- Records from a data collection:

//! Player locomotion: Idle/Jump machine, mouse-look and planar movement.
//!
//! Only jumping is state-gated. Look and movement run every tick whatever
//! the state. Ground contact is probed fresh every logic tick.

use glam::Vec3;

use skirmish_core::config::LocomotionConfig;
use skirmish_core::constants::CONTACT_DAMAGE;
use skirmish_core::enums::{AnimationCue, ContactKind, LocomotionState};
use skirmish_core::events::AgentEvent;
use skirmish_core::types::{look_direction, ActorId, InputSnapshot, Pose};

use crate::fsm::{DeferredStateMachine, StateHooks};
use crate::health::{DamageOutcome, HealthTrack};
use crate::services::{MatchProgressSink, PhysicsQuery, VelocitySink};

/// Everything the controller reads and writes during one logic tick.
pub struct LocomotionContext<'a> {
    pub dt: f32,
    pub input: &'a InputSnapshot,
    pub physics: &'a dyn PhysicsQuery,
    pub body: &'a mut dyn VelocitySink,
    pub events: &'a mut Vec<AgentEvent>,
}

/// Transition table for the locomotion machine.
pub fn next_state(
    current: LocomotionState,
    grounded: bool,
    input: &InputSnapshot,
    jumps_used: u32,
    max_jumps: u32,
) -> Option<LocomotionState> {
    match current {
        LocomotionState::Idle => (grounded && input.jump_held).then_some(LocomotionState::Jump),
        LocomotionState::Jump => {
            if !grounded && jumps_used < max_jumps && input.jump_pressed {
                Some(LocomotionState::Jump)
            } else if grounded {
                Some(LocomotionState::Idle)
            } else {
                None
            }
        }
    }
}

struct LocomotionHooks<'b, 'a> {
    id: ActorId,
    jump_amount: f32,
    jumps_used: &'b mut u32,
    ctx: &'b mut LocomotionContext<'a>,
}

impl StateHooks<LocomotionState> for LocomotionHooks<'_, '_> {
    fn on_enter(&mut self, state: LocomotionState) {
        match state {
            LocomotionState::Idle => {}
            LocomotionState::Jump => {
                // Overwrite, so repeated jumps never stack.
                let mut velocity = self.ctx.body.velocity();
                velocity.y = self.jump_amount;
                self.ctx.body.set_velocity(velocity);
                *self.jumps_used += 1;
                log::debug!("player {:?} jump {}", self.id, *self.jumps_used);
                self.ctx.events.push(AgentEvent::Animation {
                    actor: self.id,
                    cue: AnimationCue::Jump,
                });
            }
        }
    }

    fn on_update(&mut self, _state: LocomotionState) {}
}

/// Player-driven actor controller.
#[derive(Debug)]
pub struct LocomotionController {
    id: ActorId,
    config: LocomotionConfig,
    machine: DeferredStateMachine<LocomotionState>,
    grounded: bool,
    jumps_used: u32,
    pitch_degrees: f32,
    health: HealthTrack,
}

impl LocomotionController {
    pub fn new(id: ActorId, config: LocomotionConfig) -> Self {
        let health = HealthTrack::new(config.max_health);
        Self {
            id,
            config,
            machine: DeferredStateMachine::new(LocomotionState::Idle),
            grounded: false,
            jumps_used: 0,
            pitch_degrees: 0.0,
            health,
        }
    }

    pub fn id(&self) -> ActorId {
        self.id
    }

    pub fn state(&self) -> Option<LocomotionState> {
        self.machine.current()
    }

    pub fn pending(&self) -> Option<LocomotionState> {
        self.machine.pending()
    }

    pub fn config(&self) -> &LocomotionConfig {
        &self.config
    }

    /// Ground contact as of the last logic tick.
    pub fn is_grounded(&self) -> bool {
        self.grounded
    }

    /// Jumps taken since last touching ground.
    pub fn jumps_used(&self) -> u32 {
        self.jumps_used
    }

    /// Camera pivot pitch in degrees (positive looks down).
    pub fn pitch_degrees(&self) -> f32 {
        self.pitch_degrees
    }

    pub fn health(&self) -> &HealthTrack {
        &self.health
    }

    /// Camera view direction for the given body pose.
    pub fn view_direction(&self, pose: &Pose) -> Vec3 {
        look_direction(pose.yaw_degrees, self.pitch_degrees)
    }

    /// Apply mouse deltas: yaw turns the body, pitch tilts the camera pivot
    /// within the configured limit.
    pub fn look(&mut self, pose: &mut Pose, input: &InputSnapshot, dt: f32) {
        let scale = self.config.mouse_sensitivity * dt;
        pose.rotate_yaw(input.mouse_delta.x * scale);
        let limit = self.config.max_look_angle;
        self.pitch_degrees =
            (self.pitch_degrees - input.mouse_delta.y * scale).clamp(-limit, limit);
    }

    /// Planar velocity requested by the movement keys, relative to `pose`.
    pub fn movement_velocity(&self, pose: &Pose, input: &InputSnapshot) -> Vec3 {
        let forward = pose.forward();
        let right = pose.right();
        let mut direction = Vec3::ZERO;
        if input.move_forward {
            direction += forward;
        }
        if input.move_left {
            direction -= right;
        }
        if input.move_back {
            direction -= forward;
        }
        if input.move_right {
            direction += right;
        }

        let mut speed = self.config.move_speed;
        if input.run && input.move_forward {
            speed *= self.config.run_multiplier;
        }
        direction.normalize_or_zero() * speed
    }

    /// Fixed-rate phase: translate the body along the input direction.
    pub fn fixed_update(&self, pose: &mut Pose, input: &InputSnapshot, dt: f32) {
        pose.position += self.movement_velocity(pose, input) * dt;
    }

    /// Center of the ground probe sphere for a collider centered at `center`.
    pub fn ground_probe_origin(&self, center: Vec3) -> Vec3 {
        let drop = (self.config.collider_height - 1.0) / 2.0 + self.config.ground_probe_skin;
        Vec3::new(center.x, center.y - drop, center.z)
    }

    /// Logic phase: look, probe the ground, then evaluate and apply at most
    /// one jump transition. Returns the state entered this tick, if any.
    pub fn tick(
        &mut self,
        pose: &mut Pose,
        ctx: &mut LocomotionContext<'_>,
    ) -> Option<LocomotionState> {
        self.look(pose, ctx.input, ctx.dt);

        self.grounded = ctx.physics.check_sphere_overlap(
            self.ground_probe_origin(pose.position),
            self.config.ground_probe_radius,
            self.config.ground_layer_mask,
        );
        if self.grounded {
            self.jumps_used = 0;
        }

        if !self.machine.has_pending() {
            if let Some(current) = self.machine.current() {
                if let Some(next) = next_state(
                    current,
                    self.grounded,
                    ctx.input,
                    self.jumps_used,
                    self.config.max_jumps,
                ) {
                    self.machine.request_transition(next);
                }
            }
        }

        let mut hooks = LocomotionHooks {
            id: self.id,
            jump_amount: self.config.jump_amount,
            jumps_used: &mut self.jumps_used,
            ctx,
        };
        self.machine.tick(&mut hooks)
    }

    /// Collision callback. Enemy bodies deal one point of damage.
    pub fn on_contact(
        &mut self,
        kind: ContactKind,
        sink: &mut dyn MatchProgressSink,
        events: &mut Vec<AgentEvent>,
    ) -> Option<DamageOutcome> {
        match kind {
            ContactKind::Enemy => Some(self.apply_damage(CONTACT_DAMAGE, sink, events)),
            ContactKind::Projectile | ContactKind::Player | ContactKind::Obstacle => None,
        }
    }

    /// Apply damage. Reaching zero signals game over to `sink` exactly once.
    pub fn apply_damage(
        &mut self,
        amount: u32,
        sink: &mut dyn MatchProgressSink,
        events: &mut Vec<AgentEvent>,
    ) -> DamageOutcome {
        let outcome = self.health.apply_damage(amount);
        match outcome {
            DamageOutcome::Absorbed { remaining } => {
                log::info!("player hit, {remaining} health left");
                events.push(AgentEvent::Damaged {
                    actor: self.id,
                    health: remaining,
                });
            }
            DamageOutcome::Defeated => {
                log::info!("player down");
                events.push(AgentEvent::PlayerDown { actor: self.id });
                sink.on_player_game_over();
            }
            DamageOutcome::AlreadyDefeated => {}
        }
        outcome
    }
}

- Problem details: Show all lines in the entries above where the string "Idle" appears.

- Expected answer:
//! Player locomotion: Idle/Jump machine, mouse-look and planar movement.
        LocomotionState::Idle => (grounded && input.jump_held).then_some(LocomotionState::Jump),
                Some(LocomotionState::Idle)
            LocomotionState::Idle => {}
            machine: DeferredStateMachine::new(LocomotionState::Idle),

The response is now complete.